--- BRIEF ---
Search the listing for "RecordVoteOutput" and copy every line where it appears.

--- GIVEN DATA Enclosed Below ---

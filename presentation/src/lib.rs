//! Presentation layer for concord
//!
//! This crate contains CLI definitions, output formatters,
//! and the interactive voting interface.

pub mod cli;
pub mod config;
pub mod output;
pub mod repl;

// Re-export commonly used types
pub use cli::commands::{Cli, OutputFormat};
pub use config::{OutputConfig, ReplConfig};
pub use output::console::ConsoleFormatter;
pub use output::formatter::OutputFormatter;
pub use repl::{Flow, ReplCommand, VotingRepl};
//! Raw TOML configuration data types
//!
//! These structs represent the exact structure of the TOML config file.
//! They are deserialized directly and use domain types where appropriate.

mod ballots;
mod logging;
mod output;
mod repl;
mod suggestions;

pub use ballots::{FileBallotConfig, validate_ballots};
pub use logging::FileLoggingConfig;
pub use output::{FileOutputConfig, FileOutputFormat};
pub use repl::FileReplConfig;
pub use suggestions::FileSuggestionsConfig;

use concord_domain::ConfigIssue;
use serde::{Deserialize, Serialize};

/// Complete file configuration (raw TOML structure)
#[derive(Debug, Clone, Default, PartialEq, Serialize, Deserialize)]
#[serde(default)]
pub struct FileConfig {
    /// Suggestion settings
    pub suggestions: FileSuggestionsConfig,
    /// Output settings
    pub output: FileOutputConfig,
    /// REPL settings
    pub repl: FileReplConfig,
    /// Log destinations
    pub logging: FileLoggingConfig,
    /// Ballots created at start-up
    pub ballots: Vec<FileBallotConfig>,
}

impl FileConfig {
    /// Validate the entire configuration, returning all detected issues.
    ///
    /// Checks the suggestion mode and the seed ballots' labels.
    pub fn validate(&self) -> Vec<ConfigIssue> {
        let mut issues = Vec::new();
        issues.extend(self.suggestions.parse_default_mode().1);
        issues.extend(validate_ballots(&self.ballots));
        issues
    }
}
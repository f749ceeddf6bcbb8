//! Record Vote use case
//!
//! Writes a session's vote and runs the correlation update rule for it:
//!
//! 1. Resolve the session token; reject options outside the room's ballot
//! 2. Share the ballot lock, then take the session lock
//! 3. Read the session's votes and check that every row a genuine change
//!    would touch exists, so a missing row fails before anything is written
//! 4. Upsert the vote (same-polarity re-saves report `Unchanged`)
//! 5. For a genuine change, apply one EMA step per planned row
//!
//! A re-vote with the opposite polarity applies a second EMA step on top of
//! the first; earlier contributions are never reverted.

use crate::locks::LockRegistry;
use crate::ports::correlation_repository::CorrelationRepository;
use crate::ports::vote_event_logger::{VoteEvent, VoteEventLogger};
use crate::ports::voting_repository::VotingRepository;
use crate::use_cases::shared::resolve_session;
use concord_domain::{
    CorrelationKey, DomainError, OptionId, SessionId, SessionVotes, UserVote, VoteChange,
    plan_vote_updates,
};
use serde_json::json;
use std::sync::Arc;
use tracing::{debug, info, warn};

/// Input for the RecordVote use case
#[derive(Debug, Clone, Copy)]
pub struct RecordVoteInput {
    pub token: Option<SessionId>,
    pub option: OptionId,
    pub polarity: bool,
}

impl RecordVoteInput {
    pub fn new(token: SessionId, option: OptionId, polarity: bool) -> Self {
        Self {
            token: Some(token),
            option,
            polarity,
        }
    }
}

/// Output of the RecordVote use case
#[derive(Debug, Clone, Copy)]
pub struct RecordVoteOutput {
    pub change: VoteChange,
    /// Number of correlation rows that received an EMA step
    pub rows_updated: usize,
}

impl RecordVoteOutput {
    pub fn vote(&self) -> &UserVote {
        self.change.vote()
    }
}

/// Use case for recording a vote
pub struct RecordVoteUseCase<V: VotingRepository + 'static, C: CorrelationRepository + 'static> {
    voting: Arc<V>,
    correlations: Arc<C>,
    locks: Arc<LockRegistry>,
    events: Arc<dyn VoteEventLogger>,
}

impl<V: VotingRepository + 'static, C: CorrelationRepository + 'static> RecordVoteUseCase<V, C> {
    pub fn new(
        voting: Arc<V>,
        correlations: Arc<C>,
        locks: Arc<LockRegistry>,
        events: Arc<dyn VoteEventLogger>,
    ) -> Self {
        Self {
            voting,
            correlations,
            locks,
            events,
        }
    }

    pub async fn execute(&self, input: RecordVoteInput) -> Result<RecordVoteOutput, DomainError> {
        let (session, room) = resolve_session(self.voting.as_ref(), input.token).await?;

        let option = self.voting.get_option(input.option).await?;
        if option.ballot != room.ballot {
            warn!(
                "Session {} tried to vote on option {} outside ballot {}",
                session.id, option.id, room.ballot
            );
            return Err(DomainError::invalid_argument("Option not valid for token"));
        }

        let _ballot = self.locks.read_ballot(room.ballot).await;
        let _session = self.locks.lock_session(session.id).await;

        let session_votes: SessionVotes = self
            .voting
            .votes_by_session(session.id)
            .await?
            .iter()
            .collect();
        if session_votes.polarity(option.id) != Some(input.polarity) {
            self.ensure_rows(option.id, input.polarity, &session_votes)
                .await?;
        }

        let change = self
            .voting
            .record_vote(session.id, option.id, input.polarity)
            .await?;

        if !change.is_genuine() {
            debug!(
                "Session {} re-saved {} on option {}, nothing to update",
                session.id,
                polarity_label(input.polarity),
                option.id
            );
            return Ok(RecordVoteOutput {
                change,
                rows_updated: 0,
            });
        }

        info!(
            "Session {} voted {} on option '{}' ({})",
            session.id,
            polarity_label(input.polarity),
            option.label,
            change.as_str()
        );
        self.events.log(VoteEvent::new(
            "vote_recorded",
            json!({
                "session": session.id,
                "option": option.id,
                "polarity": input.polarity,
                "change": change.as_str(),
            }),
        ));

        let updates = plan_vote_updates(&change, &session_votes);

        let mut updated = Vec::with_capacity(updates.len());
        for update in &updates {
            let row = self
                .correlations
                .update_correlation_ema(&update.key, update.observed)
                .await?;
            debug!(
                "Correlation {} observed {:.1} -> {:.4} (n={})",
                update.key, update.observed, row.value, row.count
            );
            updated.push(json!({
                "key": update.key,
                "observed": update.observed,
                "value": row.value,
                "count": row.count,
            }));
        }

        if !updated.is_empty() {
            self.events.log(VoteEvent::new(
                "correlations_updated",
                json!({
                    "session": session.id,
                    "option": option.id,
                    "rows": updated,
                }),
            ));
        }

        Ok(RecordVoteOutput {
            change,
            rows_updated: updates.len(),
        })
    }
}

impl<V: VotingRepository + 'static, C: CorrelationRepository + 'static> RecordVoteUseCase<V, C> {
    /// Fails with `NotFound` if any row between `option` and an earlier vote is missing
    async fn ensure_rows(
        &self,
        option: OptionId,
        polarity: bool,
        session_votes: &SessionVotes,
    ) -> Result<(), DomainError> {
        for (counterpart, counterpart_polarity) in session_votes.iter() {
            if counterpart == option {
                continue;
            }
            for key in [
                CorrelationKey::new(counterpart, counterpart_polarity, option),
                CorrelationKey::new(option, polarity, counterpart),
            ] {
                self.correlations
                    .get_correlation(&key)
                    .await
                    .inspect_err(|e| warn!("Vote on option {} rejected: {}", option, e))?;
            }
        }
        Ok(())
    }
}

fn polarity_label(polarity: bool) -> &'static str {
    if polarity { "yes" } else { "no" }
}
//! Open Room / Join Room use cases
//!
//! A room gathers sessions around one ballot. Joining creates a fresh
//! session whose id doubles as the session token for every later request.

use crate::ports::voting_repository::VotingRepository;
use concord_domain::{BallotId, DomainError, Room, RoomId, VotingSession};
use std::sync::Arc;
use tracing::info;

/// Use case for opening a room on a ballot
pub struct OpenRoomUseCase<V: VotingRepository + 'static> {
    voting: Arc<V>,
}

impl<V: VotingRepository + 'static> OpenRoomUseCase<V> {
    pub fn new(voting: Arc<V>) -> Self {
        Self { voting }
    }

    pub async fn execute(&self, ballot: BallotId) -> Result<Room, DomainError> {
        let ballot = self.voting.get_ballot(ballot).await?;
        let room = self.voting.create_room(ballot.id).await?;
        info!("Opened room {} for ballot '{}'", room.id, ballot.label);
        Ok(room)
    }
}

/// Use case for joining a room as a new session
pub struct JoinRoomUseCase<V: VotingRepository + 'static> {
    voting: Arc<V>,
}

impl<V: VotingRepository + 'static> JoinRoomUseCase<V> {
    pub fn new(voting: Arc<V>) -> Self {
        Self { voting }
    }

    pub async fn execute(&self, room: RoomId) -> Result<VotingSession, DomainError> {
        let room = self.voting.get_room(room).await.map_err(|e| match e {
            DomainError::NotFound { id, .. } => {
                DomainError::invalid_argument(format!("Invalid room ID: {}", id))
            }
            other => other,
        })?;
        let session = self.voting.create_session(room.id).await?;
        info!("Session {} joined room {}", session.id, room.id);
        Ok(session)
    }
}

--- End of Enclosed GIVEN DATA ---

--- EXERCISE RESPONSE ---
pub struct RecordVoteOutput {
impl RecordVoteOutput {
    pub async fn execute(&self, input: RecordVoteInput) -> Result<RecordVoteOutput, DomainError> {
            return Ok(RecordVoteOutput {
        Ok(RecordVoteOutput {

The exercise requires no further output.